Heather Corcoran is a designer, writer, and educator. Her work includes information, publication, and brand design, and academic and critical writing. Heather holds a BA in English from Wesleyan University and an MFA in graphic design from Yale University. She is principal of Plum Studio and associate professor of Communication Design at Washington University in St. Louis.

download corcoran vita blog archive

Back to school: the ABCs

Posted on 22 August, 2011
By corcoranfordesign

School is back in session. My daughter begins kindergarten, which is all about learning to read. She will stop looking at letters as shapes as she thinks about how they group together and what they mean.
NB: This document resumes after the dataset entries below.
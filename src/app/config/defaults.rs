// SPDX-License-Identifier: MPL-2.0
//! Centralized default values for all configuration constants.
//!
//! This module serves as the single source of truth for default values
//! used across the application. Constants are organized by category.
//!
//! # Categories
//!
//! - **Notifications**: Toast display window and fade-out
//! - **Animations**: Stat counters and progress bars
//! - **Search**: Live filter debounce

// ==========================================================================
// Notification Defaults
// ==========================================================================

/// How long a toast stays fully visible (in milliseconds).
pub const DEFAULT_NOTIFICATION_DISPLAY_MS: u64 = 5000;

/// Length of the toast fade-out phase (in milliseconds).
pub const DEFAULT_NOTIFICATION_FADE_MS: u64 = 300;

/// Upper bound for the display window (in milliseconds).
pub const MAX_NOTIFICATION_DISPLAY_MS: u64 = 60_000;

// ==========================================================================
// Animation Defaults
// ==========================================================================

/// Number of increments a stat counter takes to reach its target.
pub const DEFAULT_COUNTER_STEPS: u32 = 50;

/// Interval between counter increments (in milliseconds).
pub const DEFAULT_COUNTER_INTERVAL_MS: u64 = 30;

/// Delay between resetting a progress bar and growing it (in milliseconds).
pub const DEFAULT_PROGRESS_DELAY_MS: u64 = 100;

/// Duration of the progress bar growth (in milliseconds).
pub const DEFAULT_PROGRESS_DURATION_MS: u64 = 1000;

/// Delay after startup before progress bars animate (in milliseconds).
pub const DEFAULT_PROGRESS_START_MS: u64 = 500;

// ==========================================================================
// Search Defaults
// ==========================================================================

/// Quiet period before the live course filter applies (in milliseconds).
pub const DEFAULT_SEARCH_DEBOUNCE_MS: u64 = 300;

/// Interval of the UI tick while timers or animations are pending.
pub const TICK_INTERVAL_MS: u64 = 30;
My new group of junior undergraduates will study letters as forms this semester, having learned to read long ago. For them, it’s almost about learning to stop reading, or at least not letting their desire to read block what their eyes can see. The letters they will study are forms on a two-dimensional surface as much as they are symbols that have meaning when combined into words and sentences. How can they find, make, manipulate, and evaluate these forms? The “alphabet” above was clipped from sources as varied as Jenson’s original type, Maira Kalman’s lyrical handwritten forms for children, Luke Williams’ original calligraphic and typographic designs featured in Communication Arts, and Landor’s famous work for Northwest Airlines from an era ago. The forms are drawn, typeset, photographed, letter pressed; in each case, media plays an important role in the resulting form—its shape, edges, textures, palette, associative qualities. The letters have been cropped out of their original contexts, making reading them as parts of words nearly impossible, hence forcing the eye to look. But even in their original formats, they can still be viewed for their visual properties. Looking at letters is a foundation for learning typography and an excellent way to spend a semester. 
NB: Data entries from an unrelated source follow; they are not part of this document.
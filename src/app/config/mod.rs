// SPDX-License-Identifier: MPL-2.0
//! This module handles the application's configuration, including loading and saving
//! user preferences to a `settings.toml` file.
//!
//! # Configuration Sections
//!
//! - `[general]` - Theme mode
//! - `[notifications]` - Toast display window, fade-out and markup escaping
//! - `[animations]` - Stat counter and progress bar timing
//! - `[search]` - Live filter debounce
//!
//! # Path Resolution
//!
//! The config file location can be customized for testing or portable deployments:
//! 1. Use `load_from_path()`/`save_to_path()` with explicit path
//! 2. Set `LEARNHUB_CONFIG_DIR` environment variable
//! 3. Falls back to platform-specific config directory
//!
//! # Examples
//!
//! ```no_run
//! use learnhub::app::config;
//!
//! // Load existing configuration (returns tuple with optional warning)
//! let (mut config, _warning) = config::load();
//!
//! // Keep toasts on screen a little longer
//! config.notifications.display_ms = Some(8000);
//!
//! config::save(&config).expect("Failed to save config");
//! ```

pub mod defaults;

pub use defaults::*;

use crate::app::paths;
use crate::error::{Error, Result};
use crate::ui::theming::ThemeMode;
use serde::{Deserialize, Serialize};
use std::fs;
use std::path::{Path, PathBuf};

const CONFIG_FILE: &str = "settings.toml";

// =============================================================================
// Section Structs
// =============================================================================

/// General application settings.
#[derive(Debug, Clone, Serialize, Deserialize, PartialEq)]
pub struct GeneralConfig {
    /// Application theme mode (light, dark, or system).
    #[serde(
        default = "default_theme_mode",
        deserialize_with = "deserialize_theme_mode"
    )]
    pub theme_mode: ThemeMode,
}

impl Default for GeneralConfig {
    fn default() -> Self {
        Self {
            theme_mode: default_theme_mode(),
        }
    }
}

/// Toast notification settings.
#[derive(Debug, Clone, Serialize, Deserialize, PartialEq)]
pub struct NotificationsConfig {
    /// How long a toast stays fully visible (milliseconds).
    #[serde(default = "default_display_ms", skip_serializing_if = "Option::is_none")]
    pub display_ms: Option<u64>,

    /// Fade-out length (milliseconds). Zero removes toasts as soon as they expire.
    #[serde(default = "default_fade_ms", skip_serializing_if = "Option::is_none")]
    pub fade_ms: Option<u64>,

    /// Escape markup in messages. `false` renders messages verbatim.
    #[serde(default = "default_escape_markup", skip_serializing_if = "Option::is_none")]
    pub escape_markup: Option<bool>,
}

impl Default for NotificationsConfig {
    fn default() -> Self {
        Self {
            display_ms: default_display_ms(),
            fade_ms: default_fade_ms(),
            escape_markup: default_escape_markup(),
        }
    }
}

/// Dashboard animation settings.
#[derive(Debug, Clone, Serialize, Deserialize, PartialEq)]
pub struct AnimationsConfig {
    #[serde(default = "default_counter_steps", skip_serializing_if = "Option::is_none")]
    pub counter_steps: Option<u32>,

    #[serde(
        default = "default_counter_interval_ms",
        skip_serializing_if = "Option::is_none"
    )]
    pub counter_interval_ms: Option<u64>,

    #[serde(
        default = "default_progress_delay_ms",
        skip_serializing_if = "Option::is_none"
    )]
    pub progress_delay_ms: Option<u64>,

    #[serde(
        default = "default_progress_duration_ms",
        skip_serializing_if = "Option::is_none"
    )]
    pub progress_duration_ms: Option<u64>,

    #[serde(
        default = "default_progress_start_ms",
        skip_serializing_if = "Option::is_none"
    )]
    pub progress_start_ms: Option<u64>,
}

impl Default for AnimationsConfig {
    fn default() -> Self {
        Self {
            counter_steps: default_counter_steps(),
            counter_interval_ms: default_counter_interval_ms(),
            progress_delay_ms: default_progress_delay_ms(),
            progress_duration_ms: default_progress_duration_ms(),
            progress_start_ms: default_progress_start_ms(),
        }
    }
}

/// Search box settings.
#[derive(Debug, Clone, Serialize, Deserialize, PartialEq)]
pub struct SearchConfig {
    /// Quiet period before the live course filter applies (milliseconds).
    #[serde(default = "default_debounce_ms", skip_serializing_if = "Option::is_none")]
    pub debounce_ms: Option<u64>,
}

impl Default for SearchConfig {
    fn default() -> Self {
        Self {
            debounce_ms: default_debounce_ms(),
        }
    }
}

// =============================================================================
// Main Config Struct (Sectioned)
// =============================================================================

/// Application configuration with logical sections.
#[derive(Debug, Clone, Serialize, Deserialize, PartialEq, Default)]
pub struct Config {
    #[serde(default)]
    pub general: GeneralConfig,

    #[serde(default)]
    pub notifications: NotificationsConfig,

    #[serde(default)]
    pub animations: AnimationsConfig,

    #[serde(default)]
    pub search: SearchConfig,
}

// =============================================================================
// Default Value Functions
// =============================================================================

fn default_theme_mode() -> ThemeMode {
    ThemeMode::System
}

fn default_display_ms() -> Option<u64> {
    Some(DEFAULT_NOTIFICATION_DISPLAY_MS)
}

fn default_fade_ms() -> Option<u64> {
    Some(DEFAULT_NOTIFICATION_FADE_MS)
}

fn default_escape_markup() -> Option<bool> {
    Some(true)
}

fn default_counter_steps() -> Option<u32> {
    Some(DEFAULT_COUNTER_STEPS)
}

fn default_counter_interval_ms() -> Option<u64> {
    Some(DEFAULT_COUNTER_INTERVAL_MS)
}

fn default_progress_delay_ms() -> Option<u64> {
    Some(DEFAULT_PROGRESS_DELAY_MS)
}

fn default_progress_duration_ms() -> Option<u64> {
    Some(DEFAULT_PROGRESS_DURATION_MS)
}

fn default_progress_start_ms() -> Option<u64> {
    Some(DEFAULT_PROGRESS_START_MS)
}

fn default_debounce_ms() -> Option<u64> {
    Some(DEFAULT_SEARCH_DEBOUNCE_MS)
}

fn deserialize_theme_mode<'de, D>(deserializer: D) -> std::result::Result<ThemeMode, D::Error>
where
    D: serde::Deserializer<'de>,
{
    use serde::de::Error;

    let raw = String::deserialize(deserializer)?;
    ThemeMode::parse(&raw).ok_or_else(|| D::Error::custom(format!("invalid theme_mode: {raw}")))
}

impl Config {
    /// Clamps values that would make the UI misbehave.
    ///
    /// A display window of zero would remove toasts before they can be read;
    /// counters need at least one step.
    #[must_use]
    pub fn sanitized(mut self) -> Self {
        if let Some(ms) = self.notifications.display_ms {
            self.notifications.display_ms = Some(ms.clamp(1, MAX_NOTIFICATION_DISPLAY_MS));
        }
        if let Some(steps) = self.animations.counter_steps {
            self.animations.counter_steps = Some(steps.max(1));
        }
        if let Some(ms) = self.animations.counter_interval_ms {
            self.animations.counter_interval_ms = Some(ms.max(1));
        }
        self
    }
}

// =============================================================================
// Config Path Resolution
// =============================================================================

/// Returns the config file path with an optional override.
fn get_config_path_with_override(base_dir: Option<PathBuf>) -> Option<PathBuf> {
    paths::get_app_config_dir_with_override(base_dir).map(|mut path| {
        path.push(CONFIG_FILE);
        path
    })
}

// =============================================================================
// Load Functions
// =============================================================================

/// Loads the configuration from the default path.
///
/// Returns a tuple of (config, optional_warning). If loading fails, returns
/// default config with a warning message explaining what went wrong.
pub fn load() -> (Config, Option<String>) {
    load_with_override(None)
}

/// Loads the configuration from a custom directory.
pub fn load_with_override(base_dir: Option<PathBuf>) -> (Config, Option<String>) {
    if let Some(path) = get_config_path_with_override(base_dir) {
        if path.exists() {
            match load_from_path(&path) {
                Ok(config) => return (config.sanitized(), None),
                Err(err) => {
                    tracing::warn!(%err, path = %path.display(), "using default settings");
                    return (
                        Config::default(),
                        Some("Settings could not be read; defaults are in use".to_string()),
                    );
                }
            }
        }
    }
    (Config::default(), None)
}

/// Loads configuration from a specific path.
pub fn load_from_path(path: &Path) -> Result<Config> {
    let content = fs::read_to_string(path)?;
    let config: Config = toml::from_str(&content)?;
    Ok(config)
}

// =============================================================================
// Save Functions
// =============================================================================

/// Saves the configuration to the default path.
pub fn save(config: &Config) -> Result<()> {
    save_with_override(config, None)
}

/// Saves the configuration to a custom directory.
pub fn save_with_override(config: &Config, base_dir: Option<PathBuf>) -> Result<()> {
    if let Some(path) = get_config_path_with_override(base_dir) {
        return save_to_path(config, &path);
    }
    Ok(())
}

/// Saves configuration to a specific path.
pub fn save_to_path(config: &Config, path: &Path) -> Result<()> {
    if let Some(parent) = path.parent() {
        fs::create_dir_all(parent)?;
    }
    let content = toml::to_string_pretty(config).map_err(Error::from)?;
    fs::write(path, content)?;
    Ok(())
}

// =============================================================================
// Tests
// =============================================================================

#[cfg(test)]
mod tests {
    use super::*;
    use tempfile::tempdir;

    #[test]
    fn save_and_load_round_trip_preserves_settings() {
        let config = Config {
            general: GeneralConfig {
                theme_mode: ThemeMode::Light,
            },
            notifications: NotificationsConfig {
                display_ms: Some(8000),
                fade_ms: Some(0),
                escape_markup: Some(false),
            },
            ..Config::default()
        };
        let temp_dir = tempdir().expect("failed to create temp dir");
        let config_path = temp_dir.path().join("nested").join("settings.toml");

        save_to_path(&config, &config_path).expect("failed to save config");
        let loaded = load_from_path(&config_path).expect("failed to load config");

        assert_eq!(loaded, config);
    }

    #[test]
    fn load_from_path_invalid_toml_errors() {
        let temp_dir = tempdir().expect("failed to create temp dir");
        let config_path = temp_dir.path().join("settings.toml");
        fs::write(&config_path, "not = valid = toml").expect("failed to write invalid toml");

        let result = load_from_path(&config_path);
        assert!(matches!(result, Err(Error::Config(_))));
    }

    #[test]
    fn missing_sections_use_defaults() {
        let temp_dir = tempdir().expect("failed to create temp dir");
        let config_path = temp_dir.path().join("settings.toml");
        fs::write(&config_path, "[notifications]\ndisplay_ms = 2000\n")
            .expect("failed to write config");

        let loaded = load_from_path(&config_path).expect("load should succeed");
        assert_eq!(loaded.notifications.display_ms, Some(2000));
        assert_eq!(
            loaded.notifications.fade_ms,
            Some(DEFAULT_NOTIFICATION_FADE_MS)
        );
        assert_eq!(loaded.notifications.escape_markup, Some(true));
        assert_eq!(loaded.general.theme_mode, ThemeMode::System);
        assert_eq!(loaded.search.debounce_ms, Some(DEFAULT_SEARCH_DEBOUNCE_MS));
    }

    #[test]
    fn invalid_theme_mode_is_rejected() {
        let result: std::result::Result<Config, _> =
            toml::from_str("[general]\ntheme_mode = \"sepia\"\n");
        assert!(result.is_err());
    }

    #[test]
    fn load_with_override_warns_on_broken_file() {
        let temp_dir = tempdir().expect("failed to create temp dir");
        fs::write(temp_dir.path().join(CONFIG_FILE), "[[[").expect("write");

        let (config, warning) = load_with_override(Some(temp_dir.path().to_path_buf()));
        assert_eq!(config, Config::default());
        assert!(warning.is_some());
    }

    #[test]
    fn load_with_override_without_file_is_silent() {
        let temp_dir = tempdir().expect("failed to create temp dir");
        let (config, warning) = load_with_override(Some(temp_dir.path().to_path_buf()));
        assert_eq!(config, Config::default());
        assert!(warning.is_none());
    }

    #[test]
    fn sanitized_clamps_degenerate_values() {
        let mut config = Config::default();
        config.notifications.display_ms = Some(0);
        config.animations.counter_steps = Some(0);

        let config = config.sanitized();
        assert_eq!(config.notifications.display_ms, Some(1));
        assert_eq!(config.animations.counter_steps, Some(1));
    }
}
Designers, and particularly students of design, are asked to build visual collections with some regularity. Breadth and quality are key, at least in the initial rounds of an exploration. Designers need to see a lot from a range of sources, generate a great many ideas—some good, some bad, some strange—to move the design process forward. That process might be summarized as a big start with lots of editing. 

School is in session. Time to get started on that first collection of stuff. Get busy. 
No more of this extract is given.